Time will fork and tie two hands; thyme leaves fork in twos demand.
There’s a grand sense of longing that fills me often, but longing for what? I look within myself for my deepest desire. Ah, yes, I long for the taste of thyme. I want to taste it on chicken, on peas, in cheese. Heck, I would even eat a zucchini if it had thyme on it. I want to dry it, fry it, then taste the crunch. I want it to pass me by.
But that is no matter, for I find myself lost. Like, not lost in any metaphorical capacity, in case you were wondering, but literally just lost. I don’t recognize the buildings around me, and my phone is about to valiantly perish. Farewell for now, Lori McKenna.
Huh, being physically lost is one of the grand ironies of life, I suppose. I’ve never felt more found, more seen, more understood by the hymn I’ve found through thyme. (I feel at this moment I should point out that singing isn’t exactly my forte. Thus, though a hymn it may be, it’ll have to come from another’s voice.)

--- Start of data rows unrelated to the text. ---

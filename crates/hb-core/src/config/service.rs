//! Service descriptors

use serde::{Deserialize, Serialize};
use std::collections::BTreeMap;
use std::path::PathBuf;
use std::time::Duration;

use super::serde_utils::duration_millis;

/// Static descriptor of one managed service. Immutable once loaded.
#[derive(Debug, Clone, PartialEq, Serialize, Deserialize)]
#[serde(rename_all = "camelCase", deny_unknown_fields)]
pub struct ServiceSpec {
    /// Unique service name
    pub name: String,

    /// Program to launch
    pub command: String,

    /// Arguments passed to the program
    #[serde(default)]
    pub args: Vec<String>,

    /// Working directory (relative paths resolve against the config file)
    #[serde(default, skip_serializing_if = "Option::is_none")]
    pub working_dir: Option<PathBuf>,

    /// Port the service listens on; reclaimed before launch
    pub port: u16,

    /// How to decide the service is healthy
    #[serde(default)]
    pub health_check: HealthCheckSpec,

    /// Time allowed per launch attempt to reach a healthy probe
    #[serde(
        rename = "startupTimeoutMs",
        with = "duration_millis",
        default = "default_startup_timeout"
    )]
    pub startup_timeout: Duration,

    /// Launch retries before the service is marked failed
    #[serde(default = "default_max_restart_attempts")]
    pub max_restart_attempts: u32,

    /// Services that must be running before this one starts
    #[serde(default)]
    pub depends_on: Vec<String>,

    /// Failure of an optional service does not abort `start_all`
    #[serde(default)]
    pub optional: bool,

    /// Extra environment for this service (wins over the global environment)
    #[serde(default)]
    pub env: BTreeMap<String, String>,
}

impl ServiceSpec {
    /// URL the health probe should GET
    pub fn health_url(&self) -> String {
        match &self.health_check.url {
            Some(url) => url.clone(),
            None => {
                let path = self.health_check.path.as_deref().unwrap_or(DEFAULT_HEALTH_PATH);
                let sep = if path.starts_with('/') { "" } else { "/" };
                format!("http://127.0.0.1:{}{}{}", self.port, sep, path)
            }
        }
    }
}

/// Default health endpoint when neither `url` nor `path` is configured
pub const DEFAULT_HEALTH_PATH: &str = "/health";

/// HTTP health probe settings
#[derive(Debug, Clone, PartialEq, Serialize, Deserialize)]
#[serde(rename_all = "camelCase", deny_unknown_fields)]
pub struct HealthCheckSpec {
    /// Full URL to probe
    #[serde(default, skip_serializing_if = "Option::is_none")]
    pub url: Option<String>,

    /// Path on `127.0.0.1:<port>`; ignored when `url` is set
    #[serde(default, skip_serializing_if = "Option::is_none")]
    pub path: Option<String>,

    /// Per-probe timeout
    #[serde(
        rename = "timeoutMs",
        with = "duration_millis",
        default = "default_probe_timeout"
    )]
    pub timeout: Duration,
}

impl Default for HealthCheckSpec {
    fn default() -> Self {
        Self {
            url: None,
            path: None,
            timeout: default_probe_timeout(),
        }
    }
}

fn default_startup_timeout() -> Duration {
    Duration::from_secs(30)
}

fn default_max_restart_attempts() -> u32 {
    3
}

fn default_probe_timeout() -> Duration {
    Duration::from_secs(2)
}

Perhaps I should approximate where I am and try to find home that way. That would generally work, given that Boston is, after all, still a city with some hint of a grid structure. I try to figure out how I got myself into this predicament, where I’ve been, and which general direction my house should be. In theory, if I just walked a straight line in the proper direction, I’ll eventually hit a street I recognize. Or an edifice. Now that I think about it, more likely the latter.
Oh time, oh thyme! Give me the courage to walk this trail; give me the courage to speak my mind! I fear a silence most deafening, lending my fears to happening.
Time bears courage for those most deserving; thyme is temporary though gifts such a feeling.
I’m dehydrated and barely able to think. What would thyme do? I take a deep breath and start my journey. I would have to walk, I think.
Time is a bargain one cannot buy; thyme handles drought and doubts at night.
And so I trudge my way home, slowly but surely, when a thought crept into my mind. Perhaps I never craved thyme for its properties, taste, or cultural significance. I had only craved it because it was guiding me home: thyme, my spirit plant, my favorite of the family Lamiaceae (sorry, mint).
Look, people talk much about spirit animals, and I find myself existing in between a panda or a frog. But spirit plants… I just don’t think plants have gotten the love song they yet deserve. I intend to compose one for thyme immediately.
So now dawns the #deep question I must inquire: to which spirit plant do you aspire?